··· Data for analysis

impl Booster {
    /// Create a booster whose SOCKS5 proxy chains through the peers of its
    /// own network.
    pub fn new(config: BoosterConfig) -> Result<Arc<Self>> {
        config.validate().map_err(Error::Config)?;

        let registry = Arc::new(Registry::new());
        let network = register_network(&config, &registry)?;
        let metrics = Arc::new(Metrics::new());

        let fallback = Arc::new(DirectDialer::new(config.dial_timeout, config.keep_alive));
        // Half the request budget, leaving the rest for the direct fallback
        let dialer = LoadBalancedDialer::new(network, fallback)
            .with_handshake_timeout(config.request_timeout / 2)
            .with_metrics(Arc::clone(&metrics));
        let proxy = Socks5::new(Arc::new(dialer))
            .with_metrics(Arc::clone(&metrics))
            .with_request_timeout(config.request_timeout)
            .with_replies(config.socks5_replies);

        Self::with_parts(
            config,
            registry,
            Arc::new(proxy),
            Arc::new(LocalPubSub::<NodeStatus>::new()),
            metrics,
        )
    }

    /// Assemble a booster from explicit collaborators. The local network is
    /// taken from `registry` or added to it.
    pub fn with_parts(
        config: BoosterConfig,
        registry: Arc<Registry>,
        proxy: Arc<dyn Proxy>,
        pubsub: Arc<dyn PubSub<NodeStatus>>,
        metrics: Arc<Metrics>,
    ) -> Result<Arc<Self>> {
        config.validate().map_err(Error::Config)?;

        let id = node_id(&config.proxy_port.to_string(), &config.booster_port.to_string());
        let network = match registry.get(&id) {
            Some(network) => network,
            None => register_network(&config, &registry)?,
        };

        tracing::info!(
            "booster {}: proxy port {}, booster port {}",
            short(&id),
            config.proxy_port,
            config.booster_port
        );

        Ok(Arc::new(Self {
            id,
            config: Arc::new(config),
            registry,
            network,
            proxy,
            pubsub,
            metrics,
            stop: CancellationToken::new(),
        }))
    }

    pub fn id(&self) -> &str {
        &self.id
    }

    pub fn config(&self) -> &BoosterConfig {
        &self.config
    }

    pub fn network(&self) -> &Arc<Network> {
        &self.network
    }

    pub fn registry(&self) -> &Arc<Registry> {
        &self.registry
    }

    pub fn metrics(&self) -> &Arc<Metrics> {
        &self.metrics
    }

    /// Token fired when the booster is closed. Use it, or a child of it, as
    /// the context of links wired outside `run()`.
    pub fn stop_token(&self) -> CancellationToken {
        self.stop.clone()
    }

    /// Run the booster listener, the proxy and the tunnel update loop until
    /// one of them fails, `close()` is called or an interrupt arrives.
    ///
    /// Every task is waited for before returning. Returns [`Error::Stopped`]
    /// when closed, otherwise the error that ended the first task.
    pub async fn run(self: &Arc<Self>) -> Result<()> {
        let ctx = self.stop.child_token();
        let mut tasks = JoinSet::new();

        {
            let booster = Arc::clone(self);
            let ctx = ctx.clone();
            let port = self.config.booster_port;
            tasks.spawn(async move { booster.listen_and_serve(ctx, port).await });
        }
        {
            let proxy = Arc::clone(&self.proxy);
            let ctx = ctx.clone();
            let port = self.config.proxy_port;
            tasks.spawn(async move { proxy.listen_and_serve(ctx, port).await });
        }
        {
            let booster = Arc::clone(self);
            let ctx = ctx.clone();
            tasks.spawn(async move { booster.update_root(ctx).await });
        }

        let first = tokio::select! {
            biased;
            _ = self.stop.cancelled() => Err(Error::Stopped),
            Some(res) = tasks.join_next() => match res {
                Ok(res) => res,
                Err(e) => Err(Error::Task(e.to_string())),
            },
            _ = tokio::signal::ctrl_c() => {
                tracing::info!("booster: interrupt received: exiting...");
                self.close();
                Err(Error::Stopped)
            }
        };

        ctx.cancel();
        while tasks.join_next().await.is_some() {}

        for conn in self.network.conns() {
            let _ = conn.close().await;
        }

        if let Err(e) = &first {
            tracing::info!("booster {}: run ended: {}", short(&self.id), e);
        }
        first
    }

    /// Stop `run()`. Safe to call at any time, any number of times.
    pub fn close(&self) {
        self.stop.cancel();
    }

    pub fn is_closed(&self) -> bool {
        self.stop.is_cancelled()
    }

    /// Accept booster connections on `port` until `ctx` is cancelled.
    pub async fn listen_and_serve(self: &Arc<Self>, ctx: CancellationToken, port: u16) -> Result<()> {
        let listener = TcpListener::bind((Ipv4Addr::UNSPECIFIED, port)).await?;
        self.serve(ctx, listener).await
    }

    /// Accept booster connections on `listener` until `ctx` is cancelled.
    ///
    /// Each connection is greeted with a Hello before its handler starts and
    /// must answer within the heartbeat TTL. An accept failure, or a failure
    /// to send the Hello, ends the listener.
    pub async fn serve(self: &Arc<Self>, ctx: CancellationToken, listener: TcpListener) -> Result<()> {
        tracing::info!("booster: listening on {}", listener.local_addr()?);

        loop {
            let (stream, peer) = tokio::select! {
                res = listener.accept() => res.map_err(|e| {
                    tracing::error!("booster: cannot accept conn: {}", e);
                    e
                })?,
                _ = ctx.cancelled() => {
                    tracing::info!("booster: listener stopped");
                    return Err(Error::Cancelled);
                }
            };

            let conn = match Conn::new(stream, Arc::clone(&self.metrics)) {
                Ok(conn) => conn,
                Err(e) => {
                    tracing::warn!("booster: dropping conn from {}: {}", peer, e);
                    continue;
                }
            };

            if let Err(e) = self.send_hello(&conn).await {
                let _ = conn.close().await;
                return Err(e);
            }
            // A peer that never greets back expires like a silent one
            conn.reset_heartbeat(self.config.heartbeat_ttl);
            tracing::debug!("booster: <- accepted {}", peer);

            let booster = Arc::clone(self);
            let ctx = ctx.clone();
            tokio::spawn(async move { booster.handle(ctx, conn).await });
        }
    }

    /// Dial a booster and complete the Hello exchange.
    pub async fn dial_context(
        &self,
        ctx: &CancellationToken,
        network: &str,
        addr: &str,
    ) -> Result<Arc<Conn>> {
        let dialer = DirectDialer::new(self.config.dial_timeout, self.config.keep_alive);
        let stream = crate::proxy::Dialer::dial_context(&dialer, ctx, network, addr).await?;
        let conn = Conn::new(stream, Arc::clone(&self.metrics))?;

        match self.recv_hello(ctx, &conn).await {
            Ok(()) => Ok(conn),
            Err(e) => {
                let _ = conn.close().await;
                Err(e)
            }
        }
    }

    /// Wait for the peer's Hello, attach the node it describes and answer
    /// with our own.
    pub async fn recv_hello(&self, ctx: &CancellationToken, conn: &Arc<Conn>) -> Result<()> {
        let ttl = self.config.heartbeat_ttl;
        let packet = tokio::select! {
            res = tokio::time::timeout(ttl, conn.recv()) => {
                res.map_err(|_| Error::Timeout(ttl.as_millis() as u64))??
            }
            _ = ctx.cancelled() => return Err(Error::Cancelled),
        };

        let header = packet.header()?;
        check_version(&header.protocol_version)?;
        if header.message != Message::Hello {
            return Err(Error::InvalidMessage(format!(
                "expected hello, got {:?}",
                header.message
            )));
        }

        let node = self.node_from_hello(conn, &packet.payload()?)?;
        conn.set_remote(node);
        self.send_hello(conn).await
    }

    /// Establish and register a link to the booster listening at `target`.
    ///
    /// Fails with [`Error::DuplicatePeer`] if a live link to that node
    /// exists; the existing link is not affected.
    pub async fn wire(
        self: &Arc<Self>,
        ctx: CancellationToken,
        network: &str,
        target: &str,
    ) -> Result<Arc<Conn>> {
        let conn = self.dial_context(&ctx, network, target).await?;

        if let Err(e) = self.network.add_conn(Arc::clone(&conn)) {
            let _ = conn.close().await;
            return Err(e);
        }

        if let Err(e) = self.request_notifications(&conn).await {
            let _ = conn.close().await;
            return Err(e);
        }

        self.activate(&ctx, &conn);
        tracing::info!("booster: -> wire: {}", target);
        Ok(conn)
    }

    async fn request_notifications(&self, conn: &Conn) -> Result<()> {
        let notify = Packet::with_header(&Header::tunnel_notify(), self.config.encoding)?;
        conn.send(&notify).await?;
        conn.send(&self.compose_heartbeat(None)?).await
    }

    /// Arm the heartbeat timer, start heartbeating and mark the remote node
    /// active.
    fn arm(self: &Arc<Self>, ctx: &CancellationToken, conn: &Arc<Conn>) {
        conn.reset_heartbeat(self.config.heartbeat_ttl);
        self.spawn_heartbeat(ctx.clone(), Arc::clone(conn));
        if let Some(node) = conn.remote() {
            node.set_active(true);
        }
    }

    /// [`arm`](Self::arm) a freshly wired link and start its handler.
    fn activate(self: &Arc<Self>, ctx: &CancellationToken, conn: &Arc<Conn>) {
        self.arm(ctx, conn);

        let booster = Arc::clone(self);
        let ctx = ctx.clone();
        let conn = Arc::clone(conn);
        tokio::spawn(async move { booster.handle(ctx, conn).await });
    }

    /// Forward proxy tunnel events into the local node until `ctx` fires.
    ///
    /// Returns [`Error::ChannelClosed`] if the proxy stops notifying on its
    /// own and [`Error::Cancelled`] on shutdown.
    pub async fn update_root(&self, ctx: CancellationToken) -> Result<()> {
        let mut events = self.proxy.notify();

        loop {
            let event = tokio::select! {
                ev = events.recv() => ev,
                _ = ctx.cancelled() => {
                    self.proxy.stop_notifying();
                    return Err(Error::Cancelled);
                }
            };

            let Some(event) = event else {
                self.proxy.stop_notifying();
                return Err(Error::ChannelClosed(format!(
                    "{} tunnel notifications",
                    self.proxy.proto()
                )));
            };

            if let Err(e) = self.update_local(&event) {
                tracing::warn!("booster: {}", e);
            }
        }
    }

    /// Apply a tunnel event to the local node and publish its new state.
    pub fn update_local(&self, event: &TunnelEvent) -> Result<()> {
        let local = self.network.local();
        local.apply(&event.target, event.event)?;
        self.pubsub.publish(local.status(), TOPIC_NODE_STATUS)?;
        Ok(())
    }

    async fn send_hello(&self, conn: &Conn) -> Result<()> {
        let hello = Hello {
            bport: self.config.booster_port.to_string(),
            pport: self.config.proxy_port.to_string(),
        };
        let packet = Packet::compose(&Header::hello(), &hello, self.config.encoding)?;
        conn.send(&packet).await
    }

    /// Heartbeat packet from this node. `prev` is the heartbeat being relayed,
    /// if any.
    pub fn compose_heartbeat(&self, prev: Option<&Heartbeat>) -> Result<Packet> {
        let ttl = chrono::Duration::from_std(self.config.heartbeat_ttl)
            .map_err(|e| Error::config(format!("heartbeat_ttl: {}", e)))?;
        let heartbeat = Heartbeat {
            id: self.id.clone(),
            hops: prev.map_or(0, |h| h.hops + 1),
            ttl: chrono::Utc::now() + ttl,
        };
        Packet::compose(&Header::heartbeat(), &heartbeat, self.config.encoding)
    }

    /// Send a heartbeat every half TTL until the link or `ctx` closes.
    fn spawn_heartbeat(self: &Arc<Self>, ctx: CancellationToken, conn: Arc<Conn>) {
        let booster = Arc::clone(self);
        let interval = self.config.heartbeat_interval();

        tokio::spawn(async move {
            let mut ticker = tokio::time::interval_at(Instant::now() + interval, interval);
            loop {
                tokio::select! {
                    _ = ticker.tick() => {}
                    _ = conn.closed() => return,
                    _ = ctx.cancelled() => return,
                }

                let sent = match booster.compose_heartbeat(None) {
                    Ok(packet) => conn.send(&packet).await,
                    Err(e) => Err(e),
                };
                if let Err(e) = sent {
                    tracing::debug!("booster: heartbeat to {} failed: {}", conn.peer_addr(), e);
                    return;
                }
            }
        });
    }

    /// Remote node described by a Hello received on `conn`.
    fn node_from_hello(&self, conn: &Conn, hello: &Hello) -> Result<Arc<Node>> {
        let host = conn.peer_addr().ip().to_string();
        Ok(Arc::new(Node::new(&host, &hello.pport, &hello.bport, false)?))
    }
}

······

• Your goal:
Up to and including the line with "let network = register_network(&config, &registry)?;", print every line of the records from the start.

• Task answer:
impl Booster {
    /// Create a booster whose SOCKS5 proxy chains through the peers of its
    /// own network.
    pub fn new(config: BoosterConfig) -> Result<Arc<Self>> {
        config.validate().map_err(Error::Config)?;

        let registry = Arc::new(Registry::new());
        let network = register_network(&config, &registry)?;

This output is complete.